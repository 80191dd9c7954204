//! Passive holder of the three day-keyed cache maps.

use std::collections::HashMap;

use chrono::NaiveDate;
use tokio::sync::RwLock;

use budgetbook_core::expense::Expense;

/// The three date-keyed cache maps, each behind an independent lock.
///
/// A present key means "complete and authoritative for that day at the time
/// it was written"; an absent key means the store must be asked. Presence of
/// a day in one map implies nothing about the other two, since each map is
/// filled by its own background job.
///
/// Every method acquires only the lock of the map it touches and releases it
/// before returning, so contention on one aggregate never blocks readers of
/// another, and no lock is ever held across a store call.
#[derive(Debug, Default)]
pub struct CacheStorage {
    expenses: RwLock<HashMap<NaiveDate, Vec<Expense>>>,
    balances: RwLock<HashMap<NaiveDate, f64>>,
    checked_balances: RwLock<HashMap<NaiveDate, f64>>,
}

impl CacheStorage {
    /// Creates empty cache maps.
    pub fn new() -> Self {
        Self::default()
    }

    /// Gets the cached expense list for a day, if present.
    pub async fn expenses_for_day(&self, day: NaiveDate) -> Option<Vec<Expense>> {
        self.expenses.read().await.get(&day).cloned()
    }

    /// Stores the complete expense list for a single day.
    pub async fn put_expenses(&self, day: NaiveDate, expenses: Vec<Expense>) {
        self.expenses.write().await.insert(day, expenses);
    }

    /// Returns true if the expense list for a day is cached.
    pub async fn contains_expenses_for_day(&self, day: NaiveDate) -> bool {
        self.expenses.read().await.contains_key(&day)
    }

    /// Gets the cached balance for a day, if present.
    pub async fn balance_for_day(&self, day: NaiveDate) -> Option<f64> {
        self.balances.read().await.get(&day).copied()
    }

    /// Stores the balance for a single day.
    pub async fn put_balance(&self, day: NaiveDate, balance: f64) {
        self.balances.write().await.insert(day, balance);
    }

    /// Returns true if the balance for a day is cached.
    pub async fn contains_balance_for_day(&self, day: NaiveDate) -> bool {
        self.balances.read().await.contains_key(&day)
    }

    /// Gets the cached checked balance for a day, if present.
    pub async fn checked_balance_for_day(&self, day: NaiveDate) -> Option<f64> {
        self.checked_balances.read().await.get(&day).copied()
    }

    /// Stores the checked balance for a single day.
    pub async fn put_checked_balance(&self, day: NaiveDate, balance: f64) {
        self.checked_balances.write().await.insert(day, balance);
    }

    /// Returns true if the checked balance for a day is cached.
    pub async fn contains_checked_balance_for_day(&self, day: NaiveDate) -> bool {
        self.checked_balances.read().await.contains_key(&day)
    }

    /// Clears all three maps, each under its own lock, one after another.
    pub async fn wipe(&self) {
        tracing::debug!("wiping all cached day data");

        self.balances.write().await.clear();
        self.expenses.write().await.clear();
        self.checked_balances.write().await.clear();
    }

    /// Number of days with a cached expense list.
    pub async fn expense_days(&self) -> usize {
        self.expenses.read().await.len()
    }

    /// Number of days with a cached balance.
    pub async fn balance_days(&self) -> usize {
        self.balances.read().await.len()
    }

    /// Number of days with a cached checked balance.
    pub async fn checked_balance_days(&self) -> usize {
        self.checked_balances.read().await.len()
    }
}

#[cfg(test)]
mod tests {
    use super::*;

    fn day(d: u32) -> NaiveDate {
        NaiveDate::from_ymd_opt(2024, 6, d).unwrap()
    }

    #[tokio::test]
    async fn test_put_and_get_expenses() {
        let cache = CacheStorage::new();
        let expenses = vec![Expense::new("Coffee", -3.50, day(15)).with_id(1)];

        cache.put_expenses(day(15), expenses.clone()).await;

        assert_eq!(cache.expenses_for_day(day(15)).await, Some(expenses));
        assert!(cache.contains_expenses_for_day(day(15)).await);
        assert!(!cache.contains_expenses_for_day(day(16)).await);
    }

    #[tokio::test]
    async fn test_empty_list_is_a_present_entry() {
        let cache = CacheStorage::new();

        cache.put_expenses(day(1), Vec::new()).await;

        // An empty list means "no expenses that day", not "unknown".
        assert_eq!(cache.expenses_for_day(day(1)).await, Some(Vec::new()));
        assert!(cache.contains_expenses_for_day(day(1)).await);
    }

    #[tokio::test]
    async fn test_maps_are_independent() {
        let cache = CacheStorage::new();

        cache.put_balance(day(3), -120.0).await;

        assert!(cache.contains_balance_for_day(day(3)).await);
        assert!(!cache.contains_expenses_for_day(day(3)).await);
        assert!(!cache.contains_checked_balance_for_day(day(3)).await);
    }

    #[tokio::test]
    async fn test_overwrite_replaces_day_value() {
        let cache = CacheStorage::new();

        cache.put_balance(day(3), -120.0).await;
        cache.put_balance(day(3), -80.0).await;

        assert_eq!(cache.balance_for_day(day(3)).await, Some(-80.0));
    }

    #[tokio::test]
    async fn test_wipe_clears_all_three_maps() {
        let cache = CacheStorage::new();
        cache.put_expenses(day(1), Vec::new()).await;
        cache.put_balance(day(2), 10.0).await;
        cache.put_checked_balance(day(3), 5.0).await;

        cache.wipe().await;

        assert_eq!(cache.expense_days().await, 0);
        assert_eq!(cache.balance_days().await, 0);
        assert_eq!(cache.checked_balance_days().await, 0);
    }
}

Task instructions:
Using the data above, print every record exactly as shown.

Solution to this exercise:
repository 80191dd9c7954204
//! Passive holder of the three day-keyed cache maps.

use std::collections::HashMap;

use chrono::NaiveDate;
use tokio::sync::RwLock;

use budgetbook_core::expense::Expense;

/// The three date-keyed cache maps, each behind an independent lock.
///
/// A present key means "complete and authoritative for that day at the time
/// it was written"; an absent key means the store must be asked. Presence of
/// a day in one map implies nothing about the other two, since each map is
/// filled by its own background job.
///
/// Every method acquires only the lock of the map it touches and releases it
/// before returning, so contention on one aggregate never blocks readers of
/// another, and no lock is ever held across a store call.
#[derive(Debug, Default)]
pub struct CacheStorage {
    expenses: RwLock<HashMap<NaiveDate, Vec<Expense>>>,
    balances: RwLock<HashMap<NaiveDate, f64>>,
    checked_balances: RwLock<HashMap<NaiveDate, f64>>,
}

impl CacheStorage {
    /// Creates empty cache maps.
    pub fn new() -> Self {
        Self::default()
    }

    /// Gets the cached expense list for a day, if present.
    pub async fn expenses_for_day(&self, day: NaiveDate) -> Option<Vec<Expense>> {
        self.expenses.read().await.get(&day).cloned()
    }

    /// Stores the complete expense list for a single day.
    pub async fn put_expenses(&self, day: NaiveDate, expenses: Vec<Expense>) {
        self.expenses.write().await.insert(day, expenses);
    }

    /// Returns true if the expense list for a day is cached.
    pub async fn contains_expenses_for_day(&self, day: NaiveDate) -> bool {
        self.expenses.read().await.contains_key(&day)
    }

    /// Gets the cached balance for a day, if present.
    pub async fn balance_for_day(&self, day: NaiveDate) -> Option<f64> {
        self.balances.read().await.get(&day).copied()
    }

    /// Stores the balance for a single day.
    pub async fn put_balance(&self, day: NaiveDate, balance: f64) {
        self.balances.write().await.insert(day, balance);
    }

    /// Returns true if the balance for a day is cached.
    pub async fn contains_balance_for_day(&self, day: NaiveDate) -> bool {
        self.balances.read().await.contains_key(&day)
    }

    /// Gets the cached checked balance for a day, if present.
    pub async fn checked_balance_for_day(&self, day: NaiveDate) -> Option<f64> {
        self.checked_balances.read().await.get(&day).copied()
    }

    /// Stores the checked balance for a single day.
    pub async fn put_checked_balance(&self, day: NaiveDate, balance: f64) {
        self.checked_balances.write().await.insert(day, balance);
    }

    /// Returns true if the checked balance for a day is cached.
    pub async fn contains_checked_balance_for_day(&self, day: NaiveDate) -> bool {
        self.checked_balances.read().await.contains_key(&day)
    }

    /// Clears all three maps, each under its own lock, one after another.
    pub async fn wipe(&self) {
        tracing::debug!("wiping all cached day data");

        self.balances.write().await.clear();
        self.expenses.write().await.clear();
        self.checked_balances.write().await.clear();
    }

    /// Number of days with a cached expense list.
    pub async fn expense_days(&self) -> usize {
        self.expenses.read().await.len()
    }

    /// Number of days with a cached balance.
    pub async fn balance_days(&self) -> usize {
        self.balances.read().await.len()
    }

    /// Number of days with a cached checked balance.
    pub async fn checked_balance_days(&self) -> usize {
        self.checked_balances.read().await.len()
    }
}

#[cfg(test)]
mod tests {
    use super::*;

    fn day(d: u32) -> NaiveDate {
        NaiveDate::from_ymd_opt(2024, 6, d).unwrap()
    }

    #[tokio::test]
    async fn test_put_and_get_expenses() {
        let cache = CacheStorage::new();
        let expenses = vec![Expense::new("Coffee", -3.50, day(15)).with_id(1)];

        cache.put_expenses(day(15), expenses.clone()).await;

        assert_eq!(cache.expenses_for_day(day(15)).await, Some(expenses));
        assert!(cache.contains_expenses_for_day(day(15)).await);
        assert!(!cache.contains_expenses_for_day(day(16)).await);
    }

    #[tokio::test]
    async fn test_empty_list_is_a_present_entry() {
        let cache = CacheStorage::new();

        cache.put_expenses(day(1), Vec::new()).await;

        // An empty list means "no expenses that day", not "unknown".
        assert_eq!(cache.expenses_for_day(day(1)).await, Some(Vec::new()));
        assert!(cache.contains_expenses_for_day(day(1)).await);
    }

    #[tokio::test]
    async fn test_maps_are_independent() {
        let cache = CacheStorage::new();

        cache.put_balance(day(3), -120.0).await;

        assert!(cache.contains_balance_for_day(day(3)).await);
        assert!(!cache.contains_expenses_for_day(day(3)).await);
        assert!(!cache.contains_checked_balance_for_day(day(3)).await);
    }

    #[tokio::test]
    async fn test_overwrite_replaces_day_value() {
        let cache = CacheStorage::new();

        cache.put_balance(day(3), -120.0).await;
        cache.put_balance(day(3), -80.0).await;

        assert_eq!(cache.balance_for_day(day(3)).await, Some(-80.0));
    }

    #[tokio::test]
    async fn test_wipe_clears_all_three_maps() {
        let cache = CacheStorage::new();
        cache.put_expenses(day(1), Vec::new()).await;
        cache.put_balance(day(2), 10.0).await;
        cache.put_checked_balance(day(3), 5.0).await;

        cache.wipe().await;

        assert_eq!(cache.expense_days().await, 0);
        assert_eq!(cache.balance_days().await, 0);
        assert_eq!(cache.checked_balance_days().await, 0);
    }
}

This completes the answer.